Sometimes changing the LANG
environment variable alone is not good enough.
You may also need to add LC_ALL
export LC_ALL=en_US.UTF-8
According to The IEEE and The Open Group - Environment Variables.
It is because the environment variables starting by LC_*
will be used first by your system before LANG
:
The values of locale categories shall be determined by a precedence order; the first condition met below determines the value:
If the LC_ALL environment variable is defined and is not null, the value of LC_ALL shall be used.
If the LC_* environment variable (LC_COLLATE, LC_CTYPE, LC_MESSAGES, LC_MONETARY, LC_NUMERIC, LC_TIME) is defined and is not null, the value of the environment variable shall be used to initialize the category that corresponds to the environment variable.
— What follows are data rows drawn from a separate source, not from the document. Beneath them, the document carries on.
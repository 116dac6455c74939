use std::{
    sync::Arc,
    time::{Duration, Instant},
};

use inlet_bus::HandleTask;
use inlet_core::{Channel, IngestError, Msg, MsgDirection, MsgUuid, ValidationError, attachment};
use inlet_spool::SpoolKind;
use inlet_store::{InsertedMsg, StoreError};
use inlet_telemetry::{TelemetryLabels, record_counter, record_histogram, with_common_fields};
use thiserror::Error;
use tokio::task::{JoinError, JoinHandle};
use tracing::{Instrument, Span, debug, error, field, info, instrument, warn};

use crate::blobs::BlobError;
use crate::inflight::InFlightGuard;
use crate::{Backend, MsgReceipt, WriteOutcome};

/// Why a message could not be persisted.
#[derive(Debug, Error)]
pub(crate) enum PersistError {
    #[error(transparent)]
    Invalid(#[from] ValidationError),
    #[error(transparent)]
    Blob(#[from] BlobError),
    #[error(transparent)]
    Store(#[from] StoreError),
    #[error("store call timed out after {0:?}")]
    Timeout(Duration),
    #[error("store task failed: {0}")]
    Task(#[from] JoinError),
}

fn labels(channel: &Channel) -> TelemetryLabels {
    TelemetryLabels::new().channel_type(channel.channel_type.as_str())
}

impl Backend {
    /// Accepts an inbound message from an adapter.
    ///
    /// Returns once the message is stored, spooled or recognized as a
    /// duplicate. The write itself runs on its own task and completes even if
    /// the caller stops waiting.
    #[instrument(
        name = "backend.receive_msg",
        skip(self, channel, msg),
        fields(channel_uuid = field::Empty, msg_uuid = field::Empty, msg_id = field::Empty)
    )]
    pub async fn receive_msg(&self, channel: &Channel, mut msg: Msg) -> Result<MsgReceipt, IngestError> {
        if msg.channel_uuid != channel.uuid {
            return Err(ValidationError::UnknownChannel(msg.channel_uuid).into());
        }
        let Some(claim) = self.inner.in_flight.claim(msg.uuid) else {
            debug!(msg_uuid = %msg.uuid, "write already in flight");
            return Ok(MsgReceipt {
                uuid: msg.uuid,
                id: None,
                outcome: WriteOutcome::InFlight,
            });
        };
        if let Some(prev) = self.previous_submission(&msg).await {
            msg.mark_duplicate_of(prev);
        }
        with_common_fields(
            &Span::current(),
            &channel.uuid.to_string(),
            Some(&msg.uuid.to_string()),
            None,
        );

        let this = self.clone();
        let channel = channel.clone();
        let receipt = tokio::spawn(async move { this.write_msg(&channel, msg, claim).await }.in_current_span())
            .await
            .map_err(IngestError::spool)??;
        if let Some(id) = receipt.id {
            Span::current().record("msg_id", id.get());
        }
        Ok(receipt)
    }

    /// Looks the message up under its sender key and, when it carries one,
    /// its external id key.
    async fn previous_submission(&self, msg: &Msg) -> Option<MsgUuid> {
        let fingerprints = &self.inner.fingerprints;
        if let Some(prev) = fingerprints.seen(&msg.fingerprint(), &msg.text).await {
            return Some(MsgUuid(prev));
        }
        if msg.external_id.is_some() {
            return fingerprints
                .seen(&msg.external_fingerprint(), &msg.text)
                .await
                .map(MsgUuid);
        }
        None
    }

    async fn remember(&self, msg: &Msg) {
        let fingerprints = &self.inner.fingerprints;
        let uuid = *msg.uuid.as_uuid();
        fingerprints.record(&msg.fingerprint(), uuid, &msg.text).await;
        if msg.external_id.is_some() {
            fingerprints
                .record(&msg.external_fingerprint(), uuid, &msg.text)
                .await;
        }
    }

    async fn write_msg(
        &self,
        channel: &Channel,
        mut msg: Msg,
        claim: InFlightGuard,
    ) -> Result<MsgReceipt, IngestError> {
        if msg.already_written() {
            debug!("duplicate submission, skipping write");
            record_counter("inlet_msgs_duplicate", 1, &labels(channel));
            return Ok(MsgReceipt {
                uuid: msg.uuid,
                id: None,
                outcome: WriteOutcome::Duplicate,
            });
        }
        if let Some(id) = msg.id {
            debug!(msg_id = id.get(), "message already has a durable id, skipping write");
            record_counter("inlet_msgs_duplicate", 1, &labels(channel));
            return Ok(MsgReceipt {
                uuid: msg.uuid,
                id: Some(id),
                outcome: WriteOutcome::Duplicate,
            });
        }

        match self.persist_msg(channel, &mut msg, claim).await {
            Ok(inserted) => {
                record_counter("inlet_msgs_written", 1, &labels(channel));
                self.dispatch(channel, &msg, &inserted).await;
                self.remember(&msg).await;
                Ok(MsgReceipt {
                    uuid: msg.uuid,
                    id: Some(inserted.id),
                    outcome: WriteOutcome::Stored,
                })
            }
            Err(PersistError::Invalid(err)) => Err(err.into()),
            Err(err) => {
                warn!(error = %err, "unable to persist message, spooling");
                self.spool_msg(channel, &msg).await?;
                self.remember(&msg).await;
                Ok(MsgReceipt {
                    uuid: msg.uuid,
                    id: None,
                    outcome: WriteOutcome::Spooled,
                })
            }
        }
    }

    /// Inlines attachments, then resolves the contact and inserts the message.
    /// Shared by live traffic and spool replay.
    ///
    /// The insert runs on its own task. When it outlives the store timeout the
    /// claim on the message stays with that task, so a replay of the spooled
    /// copy waits until the late insert has either landed or failed.
    pub(crate) async fn persist_msg(
        &self,
        channel: &Channel,
        msg: &mut Msg,
        claim: InFlightGuard,
    ) -> Result<InsertedMsg, PersistError> {
        self.inline_attachments(msg).await?;
        let timeout = self.inner.store_timeout;
        let started = Instant::now();
        let store = Arc::clone(&self.inner.store);
        let (owned_channel, owned_msg) = (channel.clone(), msg.clone());
        let mut insert = tokio::spawn(
            async move { store.insert_msg(&owned_channel, &owned_msg).await }.in_current_span(),
        );
        let inserted = match tokio::time::timeout(timeout, &mut insert).await {
            Ok(joined) => joined??,
            Err(_) => {
                self.await_late_insert(channel.clone(), msg.clone(), insert, claim);
                return Err(PersistError::Timeout(timeout));
            }
        };
        record_histogram(
            "inlet_store_insert_seconds",
            started.elapsed().as_secs_f64(),
            &labels(channel),
        );
        msg.id = Some(inserted.id);
        msg.contact_id = Some(inserted.contact.contact_id);
        msg.contact_urn_id = Some(inserted.contact.urn_id);
        Ok(inserted)
    }

    /// Follows an insert that timed out. If it commits after all, the message
    /// is handed to the work queue here; the spooled copy is then dropped by
    /// the replay uuid check.
    fn await_late_insert(
        &self,
        channel: Channel,
        msg: Msg,
        insert: JoinHandle<Result<InsertedMsg, StoreError>>,
        claim: InFlightGuard,
    ) {
        let this = self.clone();
        tokio::spawn(
            async move {
                let _claim = claim;
                match insert.await {
                    Ok(Ok(inserted)) => {
                        info!(msg_id = inserted.id.get(), "timed out insert landed");
                        record_counter("inlet_msgs_written", 1, &labels(&channel));
                        this.dispatch(&channel, &msg, &inserted).await;
                    }
                    Ok(Err(err)) => debug!(error = %err, "timed out insert failed"),
                    Err(err) => warn!(error = %err, "timed out insert task aborted"),
                }
            }
            .in_current_span(),
        );
    }

    /// Replaces every `data:` attachment with a `content-type:url` reference
    /// to the decoded bytes in blob storage.
    async fn inline_attachments(&self, msg: &mut Msg) -> Result<(), PersistError> {
        for index in 0..msg.attachments.len() {
            if !attachment::is_inline(&msg.attachments[index]) {
                continue;
            }
            let data = attachment::decode_inline(index, &msg.attachments[index])?;
            let (content_type, extension) = attachment::sniff(&data);
            let url = self
                .inner
                .blobs
                .save(msg.org_id, msg.channel_uuid, extension, &data)
                .await?;
            msg.attachments[index] = format!("{content_type}:{url}");
        }
        Ok(())
    }

    /// Hands a newly stored inbound message to the processing engine. Failures
    /// are logged only.
    pub(crate) async fn dispatch(&self, channel: &Channel, msg: &Msg, inserted: &InsertedMsg) {
        if msg.direction != MsgDirection::Incoming {
            return;
        }
        let task = HandleTask {
            contact_id: inserted.contact.contact_id,
            msg_id: inserted.id,
            channel_uuid: channel.uuid,
            channel_type: channel.channel_type.clone(),
        };
        if let Err(err) = self.inner.queue.dispatch(msg.org_id, &task).await {
            warn!(error = %err, msg_id = inserted.id.get(), "unable to dispatch handle task");
            record_counter("inlet_dispatch_failed", 1, &labels(channel));
        }
    }

    async fn spool_msg(&self, channel: &Channel, msg: &Msg) -> Result<(), IngestError> {
        match self.inner.spool.write(SpoolKind::Msgs, channel.uuid, msg).await {
            Ok(_) => {
                record_counter("inlet_msgs_spooled", 1, &labels(channel));
                Ok(())
            }
            Err(err) => {
                error!(error = %err, "unable to spool message");
                Err(IngestError::spool(err))
            }
        }
    }
}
If the LANG environment variable is defined and is not null, the value of the LANG environment variable shall be used.
If the LANG environment variable is not set or is set to the empty string, the implementation-defined default locale shall be used.
To change it permanently, you need to paste the code above into your favourite shell configuration file (probably ~/.bashrc
or ~/.zshrc
)
Then to apply the modification do:
$ source ~/.bashrc
or
$ source ~/.zshrc
Otherwise, just open a new terminal.
Probably you locale is german. You can see it by locale
. Try to change it by: export LANG="en_US.UTF-8"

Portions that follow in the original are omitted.